Le mémoire de réponse (au nom de D.________ SA) a été déposé hors du délai imparti (art. 102 al. 1 LTF). Il n'apparaît nullement qu'il aurait existé un empêchement d'agir sans faute (art. 50 LTF). La réponse est ainsi irrecevable. 
 
5.  
Les recourants se prévalent de la nullité du contrat du 7 août 2023 dès lors qu'il ne revêt pas la forme authentique et porte sur une vente immobilière. Ce contrat ne saurait donc valoir reconnaissance de dette au sens de l'art. 82 LP
 
5.1. La cour cantonale a relevé que le 7 août 2023, les parties avaient conclu en la forme écrite, un "contrat de vente-acquisition d'un bien immobilier", portant sur l'art. ZZZ du Registre foncier de..., qui avait formalisé les discussions précontractuelles qu'elles avaient menées jusque-là, conscientes de la nécessité de la forme authentique pour le transfert du bien puisque le notaire E.________ avait reçu des instructions pour l'établissement d'un projet d'acte. Pour la cour cantonale, c'est à juste titre que la juge de première instance avait retenu que ce contrat n'était pas nul. Ce contrat, valable, prévoit, au chiffre 2, que le prix de vente convenu est de 1'600'000 fr. payable comme suit : "2.1. Acompte de 160'000 fr., montant sera versé avant le 10 août 2023 et sur confirmation des conditions de l'acte par le notaire Me E.________ à Fribourg, avenue.... 2.2. Solde de 1'440'000 fr. à l'obtention du permis de construire dans un délai de 30 jours à la date de délivrance et en force dudit permis de construire". Le chiffre 7, intitulé "conditions suspensives" est libellé comme suit: "Le présent contrat est soumis à la réalisation de certaines conditions suspensives, notamment l'obtention du permis de construire par le vendeur. Si ces conditions ne sont pas remplies, le contrat sera considéré comme nul et non avenu. Dès lors, tous les acomptes versés par l'acheteur lui seront restitués par le vendeur". Le 9 août 2023, C.________ Sàrl a procédé au virement de la somme de 160'000 fr. sur le compte bancaire de A.________ avec le message suivant: "Acompte paiement vente immeuble... (...) ".  
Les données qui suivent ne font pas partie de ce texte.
use core::fmt::Debug;
use core::iter::Chain;
use core::iter::FusedIterator;

use crate::error::Result;
use crate::hash_table;
use crate::hash_table::DEFAULT_INITIAL_SIZE;
use crate::hash_table::HashTable;
use crate::strategy::KeyHasher;
use crate::strategy::Natural;
use crate::strategy::PrimitiveKey;

/// A hash set of primitive keys, backed by an open-addressing
/// [`HashTable`] with `()` values.
///
/// `HashSet<K, S>` takes keys by value and decides membership with the
/// strategy `S` (by default [`Natural`]).
///
/// # Performance Characteristics
///
/// - **Memory**: `(n + 1) * size_of::<K>()` bytes for a table of `n` slots.
#[derive(Clone)]
pub struct HashSet<K, S = Natural> {
    table: HashTable<K, (), S>,
}

impl<K, S, S2> PartialEq<HashSet<K, S2>> for HashSet<K, S>
where
    K: PrimitiveKey,
    S: KeyHasher<K>,
    S2: KeyHasher<K>,
{
    fn eq(&self, other: &HashSet<K, S2>) -> bool {
        if self.len() != other.len() {
            return false;
        }
        self.iter().all(|k| other.contains(k))
    }
}

impl<K, S> Eq for HashSet<K, S>
where
    K: PrimitiveKey,
    S: KeyHasher<K>,
{
}

impl<K, S> Debug for HashSet<K, S>
where
    K: PrimitiveKey,
    S: KeyHasher<K>,
{
    fn fmt(&self, f: &mut core::fmt::Formatter<'_>) -> core::fmt::Result {
        f.debug_set().entries(self.iter()).finish()
    }
}

impl<K, S> HashSet<K, S>
where
    K: PrimitiveKey,
    S: KeyHasher<K>,
{
    /// Creates an empty set using `strategy` for hashing and equality.
    ///
    /// # Examples
    ///
    /// ```rust
    /// # use prim_hash::HashSet;
    /// # use prim_hash::strategy::KeyHasher;
    /// #
    /// # #[derive(Clone, Copy)]
    /// # struct CaseInsensitive;
    /// # impl KeyHasher<char> for CaseInsensitive {
    /// #     fn hash(&self, key: char) -> u64 {
    /// #         key.to_ascii_lowercase() as u64
    /// #     }
    /// #     fn equals(&self, a: char, b: char) -> bool {
    /// #         a.eq_ignore_ascii_case(&b)
    /// #     }
    /// # }
    /// #
    /// let mut set = HashSet::with_strategy(CaseInsensitive);
    /// assert!(set.insert('a'));
    /// assert!(!set.insert('A'));
    /// assert!(set.contains('A'));
    /// ```
    pub fn with_strategy(strategy: S) -> Self {
        Self {
            table: HashTable::with_strategy(strategy),
        }
    }

    /// Creates an empty set sized for `expected` keys, using `strategy`.
    pub fn with_capacity_and_strategy(expected: usize, strategy: S) -> Self {
        Self {
            table: HashTable::with_capacity_and_strategy(expected, strategy),
        }
    }

    /// Creates an empty set sized for `expected` keys at `load_factor`,
    /// using `strategy`.
    ///
    /// # Errors
    ///
    /// See [`HashTable::with_capacity_and_load_factor_and_strategy`].
    pub fn with_capacity_and_load_factor_and_strategy(
        expected: usize,
        load_factor: f32,
        strategy: S,
    ) -> Result<Self> {
        HashTable::with_capacity_and_load_factor_and_strategy(expected, load_factor, strategy)
            .map(|table| Self { table })
    }

    /// Returns the number of keys in the set.
    ///
    /// # Examples
    ///
    /// ```rust
    /// # use prim_hash::HashSet;
    /// #
    /// let mut set: HashSet<u32> = HashSet::new();
    /// assert_eq!(set.len(), 0);
    /// set.insert(1);
    /// assert_eq!(set.len(), 1);
    /// ```
    pub fn len(&self) -> usize {
        self.table.len()
    }

    /// Returns `true` if the set contains no keys.
    pub fn is_empty(&self) -> bool {
        self.table.is_empty()
    }

    /// Returns how many keys the set holds before it has to grow.
    pub fn capacity(&self) -> usize {
        self.table.capacity()
    }

    /// Returns the load factor the set was constructed with.
    pub fn load_factor(&self) -> f32 {
        self.table.load_factor()
    }

    /// Returns the hashing strategy.
    pub fn strategy(&self) -> &S {
        self.table.strategy()
    }

    /// Returns the underlying table.
    pub fn table(&self) -> &HashTable<K, (), S> {
        &self.table
    }

    /// Clears the set, keeping its allocation.
    pub fn clear(&mut self) {
        self.table.clear();
    }

    /// Shrinks the set to fit its keys. Returns `false` only if the
    /// allocation failed, leaving the set unchanged.
    pub fn trim(&mut self) -> bool {
        self.table.trim()
    }

    /// Shrinks the set to fit `n` keys if possible.
    pub fn trim_to(&mut self, n: usize) -> bool {
        self.table.trim_to(n)
    }

    /// Grows the set so that it holds `capacity` keys without resizing.
    ///
    /// # Errors
    ///
    /// See [`HashTable::ensure_capacity`].
    pub fn ensure_capacity(&mut self, capacity: usize) -> Result<()> {
        self.table.ensure_capacity(capacity)
    }

    /// Reserves room for `additional` more keys.
    pub fn reserve(&mut self, additional: usize) {
        self.table.reserve(additional);
    }

    /// Reserves room for `additional` more keys, reporting failure.
    ///
    /// # Errors
    ///
    /// See [`HashTable::try_reserve`].
    pub fn try_reserve(&mut self, additional: usize) -> Result<()> {
        self.table.try_reserve(additional)
    }

    /// Adds `key` to the set. Returns whether it was newly inserted.
    ///
    /// # Examples
    ///
    /// ```rust
    /// # use prim_hash::HashSet;
    /// #
    /// let mut set: HashSet<i64> = HashSet::new();
    /// assert!(set.insert(2));
    /// assert!(!set.insert(2));
    /// ```
    pub fn insert(&mut self, key: K) -> bool {
        self.table.insert(key, ()).is_none()
    }

    /// Like [`insert`](Self::insert), but reports allocation failure.
    ///
    /// # Errors
    ///
    /// [`Error::ResourceExhausted`](crate::Error::ResourceExhausted) if the
    /// set had to grow and could not.
    pub fn try_insert(&mut self, key: K) -> Result<bool> {
        Ok(self.table.try_insert(key, ())?.is_none())
    }

    /// Returns `true` if the set contains `key`.
    pub fn contains(&self, key: K) -> bool {
        self.table.contains_key(key)
    }

    /// Returns the stored key equivalent to `key`.
    ///
    /// Only differs from `key` under a custom strategy.
    pub fn get(&self, key: K) -> Option<K> {
        self.table.get_key_value(key).map(|(k, _)| k)
    }

    /// Removes `key`. Returns whether it was present.
    pub fn remove(&mut self, key: K) -> bool {
        self.table.remove(key).is_some()
    }

    /// Removes and returns the stored key equivalent to `key`.
    pub fn take(&mut self, key: K) -> Option<K> {
        self.table.remove_entry(key).map(|(k, _)| k)
    }

    /// Returns an iterator over the keys.
    ///
    /// # Examples
    ///
    /// ```rust
    /// # use prim_hash::HashSet;
    /// #
    /// let set: HashSet<u8> = [3, 1, 2].into_iter().collect();
    /// let mut keys: Vec<_> = set.iter().collect();
    /// keys.sort();
    /// assert_eq!(keys, [1, 2, 3]);
    /// ```
    pub fn iter(&self) -> Iter<'_, K, S> {
        Iter {
            inner: self.table.iter(),
        }
    }

    /// Returns a cursor that can remove keys while traversing.
    pub fn cursor(&mut self) -> Cursor<'_, K, S> {
        Cursor {
            inner: self.table.cursor(),
        }
    }

    /// Returns a splittable traversal over the keys.
    pub fn splitter(&self) -> Splitter<'_, K, S> {
        Splitter {
            inner: self.table.splitter(),
        }
    }

    /// Calls `f` on every key.
    pub fn for_each(&self, mut f: impl FnMut(K)) {
        self.table.for_each(|k, _| f(k));
    }

    /// Removes every key, yielding them.
    pub fn drain(&mut self) -> Drain<'_, K, S> {
        Drain {
            inner: self.table.drain(),
        }
    }

    /// Keeps only the keys for which `f` returns `true`.
    ///
    /// # Examples
    ///
    /// ```rust
    /// # use prim_hash::HashSet;
    /// #
    /// let mut set: HashSet<u32> = (0..10).collect();
    /// set.retain(|k| k % 3 == 0);
    /// assert_eq!(set.len(), 4);
    /// ```
    pub fn retain(&mut self, mut f: impl FnMut(K) -> bool) {
        self.table.retain(|k, _| f(k));
    }

    /// Returns an iterator that removes and yields the keys for which `f`
    /// returns `true`.
    ///
    /// Keys not yet visited when the iterator is dropped stay in the set.
    ///
    /// # Examples
    ///
    /// ```rust
    /// # use prim_hash::HashSet;
    /// #
    /// let mut set: HashSet<i32> = (-5..5).collect();
    /// let mut negative: Vec<_> = set.extract_if(|k| k < 0).collect();
    /// negative.sort();
    /// assert_eq!(negative, [-5, -4, -3, -2, -1]);
    /// assert_eq!(set.len(), 5);
    /// ```
    pub fn extract_if<F>(&mut self, f: F) -> ExtractIf<'_, K, S, F>
    where
        F: FnMut(K) -> bool,
    {
        ExtractIf {
            cursor: self.table.cursor(),
            pred: f,
        }
    }

    /// Returns `true` if `self` has no keys in common with `other`.
    ///
    /// # Examples
    ///
    /// ```rust
    /// # use prim_hash::HashSet;
    /// #
    /// let a: HashSet<u16> = [1, 2, 3].into_iter().collect();
    /// let b: HashSet<u16> = [4, 5].into_iter().collect();
    /// assert!(a.is_disjoint(&b));
    /// ```
    pub fn is_disjoint(&self, other: &HashSet<K, S>) -> bool {
        let (small, large) = if self.len() <= other.len() {
            (self, other)
        } else {
            (other, self)
        };
        small.iter().all(|k| !large.contains(k))
    }

    /// Returns `true` if every key of `self` is in `other`.
    pub fn is_subset(&self, other: &HashSet<K, S>) -> bool {
        self.len() <= other.len() && self.iter().all(|k| other.contains(k))
    }

    /// Returns `true` if every key of `other` is in `self`.
    pub fn is_superset(&self, other: &HashSet<K, S>) -> bool {
        other.is_subset(self)
    }

    /// Visits the keys in `self` or `other`, without duplicates.
    pub fn union<'a>(&'a self, other: &'a HashSet<K, S>) -> Union<'a, K, S> {
        Union {
            iter: self.iter(),
            other_iter: other.iter(),
            set: self,
        }
    }

    /// Visits the keys in both `self` and `other`.
    pub fn intersection<'a>(&'a self, other: &'a HashSet<K, S>) -> Intersection<'a, K, S> {
        let (small, large) = if self.len() <= other.len() {
            (self, other)
        } else {
            (other, self)
        };
        Intersection {
            iter: small.iter(),
            other: large,
        }
    }

    /// Visits the keys in `self` but not in `other`.
    pub fn difference<'a>(&'a self, other: &'a HashSet<K, S>) -> Difference<'a, K, S> {
        Difference {
            iter: self.iter(),
            other,
        }
    }

    /// Visits the keys in exactly one of `self` and `other`.
    pub fn symmetric_difference<'a>(
        &'a self,
        other: &'a HashSet<K, S>,
    ) -> SymmetricDifference<'a, K, S> {
        SymmetricDifference {
            iter: self.difference(other).chain(other.difference(self)),
        }
    }
}
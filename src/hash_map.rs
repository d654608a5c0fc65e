use core::fmt::Debug;
use core::iter::FusedIterator;
use core::mem;
use core::ops::Add;

use crate::error::Error;
use crate::error::Result;
use crate::hash_table::Cursor;
use crate::hash_table::DEFAULT_INITIAL_SIZE;
use crate::hash_table::DEFAULT_LOAD_FACTOR;
use crate::hash_table::Drain;
use crate::hash_table::HashTable;
use crate::hash_table::IntoIter;
use crate::hash_table::Iter;
use crate::hash_table::IterMut;
use crate::hash_table::Splitter;
use crate::strategy::KeyHasher;
use crate::strategy::Natural;
use crate::strategy::PrimitiveKey;

/// A hash map from primitive keys to values, backed by an open-addressing
/// [`HashTable`].
///
/// `HashMap<K, V, S>` takes keys by value and decides key equivalence with
/// the strategy `S` (by default [`Natural`]: identity hash, bitwise
/// equality).
///
/// Besides the `Option`-returning API familiar from std, the map carries a
/// *default return value*: the sentinel handed back by
/// [`put`](Self::put), [`get_value`](Self::get_value) and
/// [`remove_value`](Self::remove_value) when the key is absent. It starts out
/// as `V::default()`.
///
/// # Performance Characteristics
///
/// - **Memory**: `(n + 1) * (size_of::<K>() + size_of::<V>())` bytes, with
///   `n` the power-of-two slot count; there is no per-entry metadata.
/// - **Lookup**: one mixed hash, then a linear probe over contiguous keys.
///
/// # Examples
///
/// ```rust
/// use prim_hash::HashMap;
///
/// let mut counts: HashMap<char, u32> = HashMap::new();
/// for c in "hello world".chars() {
///     counts.add_to(c, 1);
/// }
/// assert_eq!(counts.get('l'), Some(&3));
/// assert_eq!(counts.get_value('z'), 0);
/// ```
#[derive(Clone)]
pub struct HashMap<K, V, S = Natural> {
    table: HashTable<K, V, S>,
    default_return_value: V,
}

impl<K, V, S> Debug for HashMap<K, V, S>
where
    K: PrimitiveKey,
    V: Debug + Default,
    S: KeyHasher<K>,
{
    fn fmt(&self, f: &mut core::fmt::Formatter<'_>) -> core::fmt::Result {
        let mut map = f.debug_map();
        for (k, v) in self.iter() {
            map.entry(&k, v);
        }
        map.finish()
    }
}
La cour cantonale a considéré que les recourants s'étaient engagés contractuellement à rembourser à l'intimée le montant de l'acompte de 160'000 fr. versé si le permis de construire n'était pas obtenu, aucune autre "condition suspensive" n'étant établie. Dès lors que le permis de construire n'avait pas été obtenu, l'engagement des recourants valait reconnaissance de dette et la mainlevée provisoire devait être accordée. En référence au prononcé de première instance, elle a indiqué que comme les parties étaient bien conscientes de la nécessité de la forme authentique, le contrat n'était pas nul. 
 
5.2.  
 
5.2.1. Selon l'art. 82 al. 1 LP, le créancier dont la poursuite se fonde sur une reconnaissance de dette constatée par acte authentique ou sous seing privé peut requérir la mainlevée provisoire. Constitue une reconnaissance de dette, au sens de l'art. 82 al. 1 LP, en particulier, l'acte sous seing privé, signé par le poursuivi - ou son représentant (ATF 132 III 140 consid. 4.1.1) -, d'où ressort sa volonté de payer au poursuivant, sans réserve ni condition, une somme d'argent déterminée, ou aisément déterminable, et exigible (ATF 148 III 145 consid. 4.1.1; 145 III 20 consid. 4.1.1).  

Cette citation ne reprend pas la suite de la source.